*** Opening Records for processing ***

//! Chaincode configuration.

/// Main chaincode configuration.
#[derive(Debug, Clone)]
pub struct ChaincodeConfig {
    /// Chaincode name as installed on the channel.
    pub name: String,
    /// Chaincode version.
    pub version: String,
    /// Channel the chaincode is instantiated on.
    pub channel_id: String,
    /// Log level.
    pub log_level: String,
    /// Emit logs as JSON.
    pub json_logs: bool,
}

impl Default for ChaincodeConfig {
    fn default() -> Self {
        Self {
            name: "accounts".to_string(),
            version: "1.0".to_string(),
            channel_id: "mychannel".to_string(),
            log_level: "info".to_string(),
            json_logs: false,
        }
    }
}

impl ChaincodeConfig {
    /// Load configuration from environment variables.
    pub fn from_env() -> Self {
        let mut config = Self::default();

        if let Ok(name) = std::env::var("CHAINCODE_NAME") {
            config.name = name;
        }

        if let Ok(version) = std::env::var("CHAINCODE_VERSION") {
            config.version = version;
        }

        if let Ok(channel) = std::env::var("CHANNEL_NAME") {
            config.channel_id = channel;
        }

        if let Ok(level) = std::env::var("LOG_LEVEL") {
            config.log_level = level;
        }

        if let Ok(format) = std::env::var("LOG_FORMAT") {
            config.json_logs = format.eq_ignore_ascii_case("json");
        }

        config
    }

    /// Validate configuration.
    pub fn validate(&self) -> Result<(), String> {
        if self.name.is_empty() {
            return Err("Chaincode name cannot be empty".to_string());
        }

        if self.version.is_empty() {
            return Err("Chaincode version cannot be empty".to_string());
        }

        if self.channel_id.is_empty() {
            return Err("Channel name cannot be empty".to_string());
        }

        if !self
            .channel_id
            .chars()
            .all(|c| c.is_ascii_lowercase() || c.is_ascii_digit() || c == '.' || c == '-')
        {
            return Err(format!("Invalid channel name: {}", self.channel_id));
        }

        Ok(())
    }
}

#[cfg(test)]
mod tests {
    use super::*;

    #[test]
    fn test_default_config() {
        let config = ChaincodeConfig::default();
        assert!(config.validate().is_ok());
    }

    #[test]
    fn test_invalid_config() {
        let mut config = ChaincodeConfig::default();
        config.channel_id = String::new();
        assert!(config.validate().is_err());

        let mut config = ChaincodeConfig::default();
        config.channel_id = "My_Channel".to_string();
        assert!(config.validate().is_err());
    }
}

*** Closing Records for processing ***
*** Opening Records for processing ***

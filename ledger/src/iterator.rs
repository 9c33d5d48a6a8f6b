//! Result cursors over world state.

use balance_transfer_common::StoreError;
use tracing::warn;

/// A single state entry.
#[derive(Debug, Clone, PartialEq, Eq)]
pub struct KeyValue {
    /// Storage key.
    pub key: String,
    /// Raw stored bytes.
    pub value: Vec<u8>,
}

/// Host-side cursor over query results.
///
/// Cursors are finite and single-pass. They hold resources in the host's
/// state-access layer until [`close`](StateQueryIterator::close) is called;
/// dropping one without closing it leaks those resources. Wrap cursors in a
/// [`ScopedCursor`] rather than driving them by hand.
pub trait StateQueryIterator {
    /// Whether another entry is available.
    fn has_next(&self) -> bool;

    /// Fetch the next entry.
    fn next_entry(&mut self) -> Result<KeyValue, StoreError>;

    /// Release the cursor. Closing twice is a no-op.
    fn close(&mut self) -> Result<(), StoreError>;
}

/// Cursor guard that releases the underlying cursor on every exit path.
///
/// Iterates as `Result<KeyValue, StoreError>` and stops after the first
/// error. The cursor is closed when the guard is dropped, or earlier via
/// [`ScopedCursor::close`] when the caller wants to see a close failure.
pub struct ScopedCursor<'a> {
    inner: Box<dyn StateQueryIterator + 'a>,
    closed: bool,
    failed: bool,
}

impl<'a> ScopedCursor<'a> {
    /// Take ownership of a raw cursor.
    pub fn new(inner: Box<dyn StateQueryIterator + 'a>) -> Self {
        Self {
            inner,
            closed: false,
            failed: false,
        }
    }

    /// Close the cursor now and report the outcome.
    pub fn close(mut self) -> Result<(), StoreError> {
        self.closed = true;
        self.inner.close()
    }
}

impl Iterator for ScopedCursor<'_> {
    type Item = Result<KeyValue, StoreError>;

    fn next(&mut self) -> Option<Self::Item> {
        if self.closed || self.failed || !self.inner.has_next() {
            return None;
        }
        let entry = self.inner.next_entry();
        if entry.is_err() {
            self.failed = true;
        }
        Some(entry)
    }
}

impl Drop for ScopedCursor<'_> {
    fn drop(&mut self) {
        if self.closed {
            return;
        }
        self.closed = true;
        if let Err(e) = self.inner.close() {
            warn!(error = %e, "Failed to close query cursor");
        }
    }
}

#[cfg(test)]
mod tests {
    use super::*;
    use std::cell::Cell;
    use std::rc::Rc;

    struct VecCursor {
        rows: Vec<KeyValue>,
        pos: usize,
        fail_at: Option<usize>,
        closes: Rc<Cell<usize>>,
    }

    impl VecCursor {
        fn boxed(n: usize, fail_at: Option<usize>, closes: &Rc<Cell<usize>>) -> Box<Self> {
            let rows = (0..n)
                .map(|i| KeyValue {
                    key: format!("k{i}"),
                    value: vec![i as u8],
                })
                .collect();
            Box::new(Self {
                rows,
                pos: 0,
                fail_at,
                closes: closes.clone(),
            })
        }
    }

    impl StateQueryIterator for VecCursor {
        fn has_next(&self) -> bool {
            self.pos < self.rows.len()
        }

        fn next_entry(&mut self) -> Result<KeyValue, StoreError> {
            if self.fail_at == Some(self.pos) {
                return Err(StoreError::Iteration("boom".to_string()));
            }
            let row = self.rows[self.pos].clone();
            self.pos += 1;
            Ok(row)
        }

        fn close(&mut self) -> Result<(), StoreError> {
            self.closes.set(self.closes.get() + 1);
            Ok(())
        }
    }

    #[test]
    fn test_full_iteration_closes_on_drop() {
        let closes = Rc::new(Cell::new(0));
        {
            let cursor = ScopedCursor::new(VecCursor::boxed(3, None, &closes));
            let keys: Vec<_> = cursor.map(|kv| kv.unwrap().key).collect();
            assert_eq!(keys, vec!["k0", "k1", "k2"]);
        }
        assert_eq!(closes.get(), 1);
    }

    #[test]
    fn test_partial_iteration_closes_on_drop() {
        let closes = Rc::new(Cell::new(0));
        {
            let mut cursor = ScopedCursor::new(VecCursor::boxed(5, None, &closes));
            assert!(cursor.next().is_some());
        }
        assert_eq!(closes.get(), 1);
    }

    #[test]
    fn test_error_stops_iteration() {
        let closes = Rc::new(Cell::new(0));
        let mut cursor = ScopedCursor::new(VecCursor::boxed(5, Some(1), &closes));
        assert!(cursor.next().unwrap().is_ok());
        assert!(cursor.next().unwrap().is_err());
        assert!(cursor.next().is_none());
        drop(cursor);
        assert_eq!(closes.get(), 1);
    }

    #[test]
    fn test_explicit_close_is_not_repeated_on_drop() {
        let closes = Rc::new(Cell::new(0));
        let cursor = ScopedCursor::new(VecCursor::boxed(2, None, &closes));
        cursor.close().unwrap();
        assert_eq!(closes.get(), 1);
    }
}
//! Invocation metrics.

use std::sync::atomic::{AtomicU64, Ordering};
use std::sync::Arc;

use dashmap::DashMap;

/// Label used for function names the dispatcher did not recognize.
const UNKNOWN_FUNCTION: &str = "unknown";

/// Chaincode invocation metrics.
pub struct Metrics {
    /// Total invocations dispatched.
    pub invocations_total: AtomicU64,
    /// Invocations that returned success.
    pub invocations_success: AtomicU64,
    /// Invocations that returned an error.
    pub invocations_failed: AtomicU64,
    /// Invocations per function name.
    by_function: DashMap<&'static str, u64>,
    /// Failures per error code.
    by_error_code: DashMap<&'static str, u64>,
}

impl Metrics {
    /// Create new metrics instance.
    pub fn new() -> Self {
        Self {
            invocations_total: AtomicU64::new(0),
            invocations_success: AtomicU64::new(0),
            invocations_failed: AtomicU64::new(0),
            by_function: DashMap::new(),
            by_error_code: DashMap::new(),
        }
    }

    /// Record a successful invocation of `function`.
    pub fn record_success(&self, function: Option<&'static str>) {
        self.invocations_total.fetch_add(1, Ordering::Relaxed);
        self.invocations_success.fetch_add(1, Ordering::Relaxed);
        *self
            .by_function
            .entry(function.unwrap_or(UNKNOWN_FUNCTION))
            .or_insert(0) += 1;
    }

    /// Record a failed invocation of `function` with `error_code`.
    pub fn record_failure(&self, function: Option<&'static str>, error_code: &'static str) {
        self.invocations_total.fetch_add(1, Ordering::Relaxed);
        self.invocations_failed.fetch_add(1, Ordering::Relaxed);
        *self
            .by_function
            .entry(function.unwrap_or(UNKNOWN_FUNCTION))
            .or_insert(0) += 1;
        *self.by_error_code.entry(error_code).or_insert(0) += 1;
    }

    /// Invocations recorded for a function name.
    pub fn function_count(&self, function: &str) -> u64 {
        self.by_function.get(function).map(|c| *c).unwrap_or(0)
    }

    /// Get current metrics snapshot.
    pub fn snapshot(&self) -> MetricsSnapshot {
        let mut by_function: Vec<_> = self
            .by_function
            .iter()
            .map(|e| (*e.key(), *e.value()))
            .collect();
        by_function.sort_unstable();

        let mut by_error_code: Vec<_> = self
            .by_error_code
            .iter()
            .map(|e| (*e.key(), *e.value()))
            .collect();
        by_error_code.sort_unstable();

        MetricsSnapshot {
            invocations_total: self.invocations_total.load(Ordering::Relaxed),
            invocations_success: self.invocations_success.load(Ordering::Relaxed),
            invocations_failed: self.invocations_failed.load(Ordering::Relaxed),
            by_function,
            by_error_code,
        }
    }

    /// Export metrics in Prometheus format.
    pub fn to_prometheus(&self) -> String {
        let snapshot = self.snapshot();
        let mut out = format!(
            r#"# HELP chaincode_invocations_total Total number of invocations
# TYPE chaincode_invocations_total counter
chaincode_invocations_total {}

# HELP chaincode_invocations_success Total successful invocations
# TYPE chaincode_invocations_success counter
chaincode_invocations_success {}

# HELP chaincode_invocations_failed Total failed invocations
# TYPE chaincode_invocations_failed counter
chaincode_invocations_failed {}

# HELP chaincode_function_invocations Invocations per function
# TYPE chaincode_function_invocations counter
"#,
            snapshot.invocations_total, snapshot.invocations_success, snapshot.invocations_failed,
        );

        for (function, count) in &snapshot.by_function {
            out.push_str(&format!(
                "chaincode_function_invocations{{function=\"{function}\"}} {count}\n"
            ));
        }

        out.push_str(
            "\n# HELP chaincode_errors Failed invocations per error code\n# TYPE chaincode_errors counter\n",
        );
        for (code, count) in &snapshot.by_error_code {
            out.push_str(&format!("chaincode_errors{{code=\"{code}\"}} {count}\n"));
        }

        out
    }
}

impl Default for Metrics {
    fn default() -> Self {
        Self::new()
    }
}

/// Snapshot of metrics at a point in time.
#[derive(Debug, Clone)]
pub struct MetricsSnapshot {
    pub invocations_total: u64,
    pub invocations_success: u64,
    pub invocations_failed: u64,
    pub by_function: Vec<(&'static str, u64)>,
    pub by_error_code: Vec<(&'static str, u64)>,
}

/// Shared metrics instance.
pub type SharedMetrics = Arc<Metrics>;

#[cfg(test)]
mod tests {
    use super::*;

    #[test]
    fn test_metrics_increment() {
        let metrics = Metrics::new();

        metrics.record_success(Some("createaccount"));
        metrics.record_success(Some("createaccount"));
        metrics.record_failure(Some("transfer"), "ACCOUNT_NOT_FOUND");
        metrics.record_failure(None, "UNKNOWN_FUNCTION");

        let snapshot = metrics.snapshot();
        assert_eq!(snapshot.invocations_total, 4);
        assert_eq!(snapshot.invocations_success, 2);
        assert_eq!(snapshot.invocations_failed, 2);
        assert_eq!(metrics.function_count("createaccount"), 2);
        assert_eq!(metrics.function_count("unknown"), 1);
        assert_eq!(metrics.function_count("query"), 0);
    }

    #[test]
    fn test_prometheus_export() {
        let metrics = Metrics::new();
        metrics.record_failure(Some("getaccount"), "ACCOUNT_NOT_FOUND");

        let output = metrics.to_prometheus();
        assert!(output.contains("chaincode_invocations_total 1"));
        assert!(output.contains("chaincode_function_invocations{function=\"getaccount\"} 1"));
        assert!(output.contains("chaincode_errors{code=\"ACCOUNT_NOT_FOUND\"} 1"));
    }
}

*** Closing Records for processing ***
*** Opening Records for processing ***

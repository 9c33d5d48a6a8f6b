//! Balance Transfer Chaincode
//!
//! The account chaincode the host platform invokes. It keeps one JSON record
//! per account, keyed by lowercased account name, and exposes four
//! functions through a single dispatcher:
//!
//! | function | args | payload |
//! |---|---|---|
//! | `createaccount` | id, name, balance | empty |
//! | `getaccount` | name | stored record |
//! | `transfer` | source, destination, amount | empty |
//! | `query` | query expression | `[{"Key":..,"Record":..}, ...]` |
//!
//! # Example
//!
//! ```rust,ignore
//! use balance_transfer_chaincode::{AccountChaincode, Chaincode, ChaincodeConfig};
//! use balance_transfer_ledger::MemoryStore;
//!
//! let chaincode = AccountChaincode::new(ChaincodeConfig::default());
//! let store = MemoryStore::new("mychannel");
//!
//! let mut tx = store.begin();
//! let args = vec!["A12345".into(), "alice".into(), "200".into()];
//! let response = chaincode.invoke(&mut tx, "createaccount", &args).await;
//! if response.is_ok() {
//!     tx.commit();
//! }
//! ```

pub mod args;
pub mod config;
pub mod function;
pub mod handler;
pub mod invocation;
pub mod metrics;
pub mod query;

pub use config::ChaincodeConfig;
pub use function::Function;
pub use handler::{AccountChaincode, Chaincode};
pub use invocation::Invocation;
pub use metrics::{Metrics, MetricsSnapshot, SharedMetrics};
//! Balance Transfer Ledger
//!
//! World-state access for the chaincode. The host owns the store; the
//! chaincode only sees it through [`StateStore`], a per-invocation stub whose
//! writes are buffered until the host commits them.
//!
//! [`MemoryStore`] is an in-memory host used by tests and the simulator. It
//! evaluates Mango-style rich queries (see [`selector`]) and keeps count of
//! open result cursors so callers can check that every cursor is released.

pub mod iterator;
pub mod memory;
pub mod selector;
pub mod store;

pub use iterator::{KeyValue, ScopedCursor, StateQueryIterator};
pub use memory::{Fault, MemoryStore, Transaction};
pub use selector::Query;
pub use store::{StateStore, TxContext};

*** Closing Records for processing ***

Problem statement
Each line in the data above either holds "impl" or does not. State how many do, as a bare number.

Problem solution
9